Architects, Webber + Studio
Taking photos from the far corners of chambers and low to the ground gets more flooring to the photograph. The more flooring you see, the bigger the room will appear. Removing all rugs from a distance adds square footage — at least in a buyer’s mind. Unbroken floor area makes any room appear bigger, and square footage is king.
Martha O’Hara Interiors
Take photos at one time of day when you have the best natural lighting in the main rooms of the home, like the living area, the kitchen and the master bedroom. Ensure you open every window covering as well as doors to allow more light in. Don’t use a flash if you don’t have to — it’ll distort colours and appear unpleasant.
Jennifer Bevan Interiors
Although most interior photos in magazines are taken with all the lights off, it is typically best to turn all lights for record photos. Meaning every overhead, kettle lamp and light in the room. Those stains of light draw your attention to every corner of the distance, so a purchaser may linger somewhat more on the photograph.

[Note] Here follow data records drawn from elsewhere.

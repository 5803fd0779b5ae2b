//! Code runner panel state: source text, streamed output, busy flag.
//!
//! A run is split into [`CodeRunner::begin_run`] (synchronous state change)
//! and [`CodeRunner::drive`] (the engine call), so callers can hold a session
//! lock only for the first half. Each run takes a ticket; output and
//! completion from a run that has since been superseded are dropped.

use std::sync::{Arc, Mutex, MutexGuard, PoisonError};

use serde::Serialize;
use tokio::sync::mpsc;

use super::engine::ExecutionEngine;

pub const DEFAULT_SOURCE: &str = "# Write your Python code here\n\
print(\"Hello from Pagewise!\")\n\
\n\
for i in range(5):\n    print(f\"Count: {i}\")\n";

#[derive(Debug, Clone, PartialEq, Serialize)]
pub struct CodeRunState {
    pub source_text: String,
    pub output_lines: Vec<String>,
    pub busy: bool,
}

impl Default for CodeRunState {
    fn default() -> Self {
        Self {
            source_text: DEFAULT_SOURCE.to_string(),
            output_lines: Vec::new(),
            busy: false,
        }
    }
}

/// Observable runner changes, for pushing to connected clients.
#[derive(Debug, Clone, PartialEq)]
pub enum RunEvent {
    Started { ticket: u64 },
    Output { ticket: u64, line: String },
    Finished { ticket: u64, failed: bool },
    Cleared,
}

pub type RunListener = Arc<dyn Fn(RunEvent) + Send + Sync>;

/// A run accepted by [`CodeRunner::begin_run`], to be passed to
/// [`CodeRunner::drive`].
pub struct PendingRun {
    pub ticket: u64,
    source: String,
    engine: Arc<dyn ExecutionEngine>,
}

#[derive(Default)]
struct RunnerInner {
    state: CodeRunState,
    ticket: u64,
}

#[derive(Clone, Default)]
pub struct CodeRunner {
    inner: Arc<Mutex<RunnerInner>>,
    listener: Option<RunListener>,
}

impl std::fmt::Debug for CodeRunner {
    fn fmt(&self, f: &mut std::fmt::Formatter<'_>) -> std::fmt::Result {
        f.debug_struct("CodeRunner")
            .field("state", &self.state())
            .finish_non_exhaustive()
    }
}

impl CodeRunner {
    pub fn new() -> Self {
        Self::default()
    }

    pub fn with_listener(listener: RunListener) -> Self {
        Self {
            inner: Arc::default(),
            listener: Some(listener),
        }
    }

    fn lock(&self) -> MutexGuard<'_, RunnerInner> {
        self.inner.lock().unwrap_or_else(PoisonError::into_inner)
    }

    fn emit(&self, event: RunEvent) {
        if let Some(listener) = &self.listener {
            listener(event);
        }
    }

    pub fn state(&self) -> CodeRunState {
        self.lock().state.clone()
    }

    pub fn set_source(&self, source: impl Into<String>) {
        self.lock().state.source_text = source.into();
    }

    /// Start a run. Does nothing and returns `None` when no engine is loaded.
    /// `source` replaces the current source text first, if given.
    pub fn begin_run(
        &self,
        engine: Option<Arc<dyn ExecutionEngine>>,
        source: Option<String>,
    ) -> Option<PendingRun> {
        let Some(engine) = engine else {
            tracing::debug!("run ignored: execution engine not initialized");
            return None;
        };
        let pending = {
            let mut inner = self.lock();
            if let Some(source) = source {
                inner.state.source_text = source;
            }
            inner.ticket += 1;
            inner.state.output_lines.clear();
            inner.state.busy = true;
            PendingRun {
                ticket: inner.ticket,
                source: inner.state.source_text.clone(),
                engine,
            }
        };
        self.emit(RunEvent::Started {
            ticket: pending.ticket,
        });
        Some(pending)
    }

    /// Execute a started run, appending output as it streams in.
    pub async fn drive(&self, run: PendingRun) {
        let PendingRun {
            ticket,
            source,
            engine,
        } = run;
        let (tx, mut rx) = mpsc::unbounded_channel();

        let execute = async move { engine.run(&source, tx).await };
        let collect = async {
            while let Some(line) = rx.recv().await {
                self.append_line(ticket, line);
            }
        };
        let (result, ()) = tokio::join!(execute, collect);

        let failed = match result {
            Ok(()) => false,
            Err(e) => {
                tracing::debug!(ticket, error = %e, "code run failed");
                self.append_line(ticket, format!("Error: {}", e));
                true
            }
        };
        self.finish(ticket, failed);
    }

    /// Begin and drive in one call.
    pub async fn run(&self, engine: Option<Arc<dyn ExecutionEngine>>, source: Option<String>) {
        if let Some(pending) = self.begin_run(engine, source) {
            self.drive(pending).await;
        }
    }

    /// Empty the output. Allowed at any time, including mid-run.
    pub fn clear(&self) {
        self.lock().state.output_lines.clear();
        self.emit(RunEvent::Cleared);
    }

    fn append_line(&self, ticket: u64, line: String) -> bool {
        {
            let mut inner = self.lock();
            if inner.ticket != ticket {
                return false;
            }
            inner.state.output_lines.push(line.clone());
        }
        self.emit(RunEvent::Output { ticket, line });
        true
    }

    fn finish(&self, ticket: u64, failed: bool) -> bool {
        {
            let mut inner = self.lock();
            if inner.ticket != ticket {
                tracing::debug!(ticket, current = inner.ticket, "dropping superseded run result");
                return false;
            }
            inner.state.busy = false;
        }
        self.emit(RunEvent::Finished { ticket, failed });
        true
    }
}

#[cfg(test)]
mod tests {
    use tokio::sync::Notify;

    use super::*;
    use crate::reader::engine::testing::ScriptedEngine;

    fn engine(e: ScriptedEngine) -> Option<Arc<dyn ExecutionEngine>> {
        Some(Arc::new(e))
    }

    async fn wait_until(runner: &CodeRunner, pred: impl Fn(&CodeRunState) -> bool) {
        while !pred(&runner.state()) {
            tokio::task::yield_now().await;
        }
    }

    #[test]
    fn test_default_state() {
        let state = CodeRunner::new().state();
        assert!(state.source_text.contains("print(\"Hello"));
        assert!(state.output_lines.is_empty());
        assert!(!state.busy);
    }

    #[tokio::test]
    async fn test_run_without_engine_is_noop() {
        let runner = CodeRunner::new();
        runner.run(None, Some("print(1)".into())).await;
        let state = runner.state();
        assert!(state.output_lines.is_empty());
        assert!(!state.busy);
        assert_eq!(state.source_text, DEFAULT_SOURCE);
    }

    #[tokio::test]
    async fn test_run_streams_output_and_settles() {
        let runner = CodeRunner::new();
        runner
            .run(engine(ScriptedEngine::new(&["Hello", "Count: 0"])), Some("src".into()))
            .await;
        let state = runner.state();
        assert_eq!(state.output_lines, vec!["Hello", "Count: 0"]);
        assert_eq!(state.source_text, "src");
        assert!(!state.busy);
    }

    #[tokio::test]
    async fn test_fault_appends_single_error_line() {
        let runner = CodeRunner::new();
        runner
            .run(
                engine(ScriptedEngine::failing(&["partial"], "NameError: name 'x' is not defined")),
                None,
            )
            .await;
        assert_eq!(
            runner.state().output_lines,
            vec!["partial", "Error: NameError: name 'x' is not defined"]
        );
        assert!(!runner.state().busy);
    }

    #[tokio::test]
    async fn test_new_run_clears_previous_output() {
        let runner = CodeRunner::new();
        runner.run(engine(ScriptedEngine::new(&["first"])), None).await;
        runner.run(engine(ScriptedEngine::new(&["second"])), None).await;
        assert_eq!(runner.state().output_lines, vec!["second"]);
    }

    #[tokio::test]
    async fn test_clear_while_busy() {
        let gate = Arc::new(Notify::new());
        let runner = CodeRunner::new();
        runner.run(engine(ScriptedEngine::new(&["old"])), None).await;

        let pending = runner
            .begin_run(engine(ScriptedEngine::gated(&["late"], gate.clone())), None)
            .unwrap();
        let task = tokio::spawn({
            let runner = runner.clone();
            async move { runner.drive(pending).await }
        });
        assert!(runner.state().busy);

        runner.clear();
        let state = runner.state();
        assert!(state.output_lines.is_empty());
        assert!(state.busy);

        gate.notify_one();
        task.await.unwrap();
        let state = runner.state();
        assert_eq!(state.output_lines, vec!["late"]);
        assert!(!state.busy);
    }

    #[test]
    fn test_clear_when_idle() {
        let runner = CodeRunner::new();
        runner.clear();
        runner.clear();
        assert!(runner.state().output_lines.is_empty());
    }

    #[tokio::test]
    async fn test_superseded_run_output_is_dropped() {
        let gate = Arc::new(Notify::new());
        let runner = CodeRunner::new();

        let slow = runner
            .begin_run(engine(ScriptedEngine::gated(&["from A"], gate.clone())), None)
            .unwrap();
        let slow_task = tokio::spawn({
            let runner = runner.clone();
            async move { runner.drive(slow).await }
        });

        runner.run(engine(ScriptedEngine::new(&["from B"])), None).await;
        assert_eq!(runner.state().output_lines, vec!["from B"]);
        assert!(!runner.state().busy);

        gate.notify_one();
        slow_task.await.unwrap();
        let state = runner.state();
        assert_eq!(state.output_lines, vec!["from B"]);
        assert!(!state.busy);
    }

    #[tokio::test]
    async fn test_busy_tracks_latest_run() {
        let gate = Arc::new(Notify::new());
        let runner = CodeRunner::new();
        runner
            .begin_run(engine(ScriptedEngine::new(&["A"])), None)
            .unwrap();
        // A was never driven; B is now the current run and is still pending
        let b = runner
            .begin_run(engine(ScriptedEngine::gated(&["B"], gate.clone())), None)
            .unwrap();
        let task = tokio::spawn({
            let runner = runner.clone();
            async move { runner.drive(b).await }
        });
        assert!(runner.state().busy);
        gate.notify_one();
        task.await.unwrap();
        wait_until(&runner, |s| !s.busy).await;
        assert_eq!(runner.state().output_lines, vec!["B"]);
    }

    #[tokio::test]
    async fn test_listener_receives_events() {
        let events = Arc::new(Mutex::new(Vec::new()));
        let runner = CodeRunner::with_listener({
            let events = events.clone();
            Arc::new(move |e: RunEvent| events.lock().unwrap().push(e))
        });
        runner
            .run(engine(ScriptedEngine::failing(&["x"], "boom")), None)
            .await;
        runner.clear();

        let events = events.lock().unwrap().clone();
        assert_eq!(
            events,
            vec![
                RunEvent::Started { ticket: 1 },
                RunEvent::Output {
                    ticket: 1,
                    line: "x".into()
                },
                RunEvent::Output {
                    ticket: 1,
                    line: "Error: boom".into()
                },
                RunEvent::Finished {
                    ticket: 1,
                    failed: true
                },
                RunEvent::Cleared,
            ]
        );
    }
}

Light a fire in the fireplace to create a sense of closeness and hominess. Notice how light is streaming in from the left side of the room? As I mentioned earlier, be sure to open all the windows and doors to allow in lighting so a comfy room like this will not appear dark. For a record photograph, I would also remove the carpet to make the room appear bigger.
BraytonHughes Design Studios
Think about taking a few unconventional photos rather than just the old shoot-from-the-entry standards. Open the French doors, throw open a window or move the chairs out from the dining table to make a photograph that entices and catches the imagination of a prospective buyer.
Taste Design Inc
It is pretty standard to have a photo from the front door to the entrance, right? But try taking a shot of the entrance from the inside toward the front door and open the door, as in this photo. It is much more interesting and may be a better vantage point.
I would really like to hear your own tips for creating great photos for property listings. How can you take photos when selling your home? What is your opinion on the usage of a fish-eye lens for this kind of photography?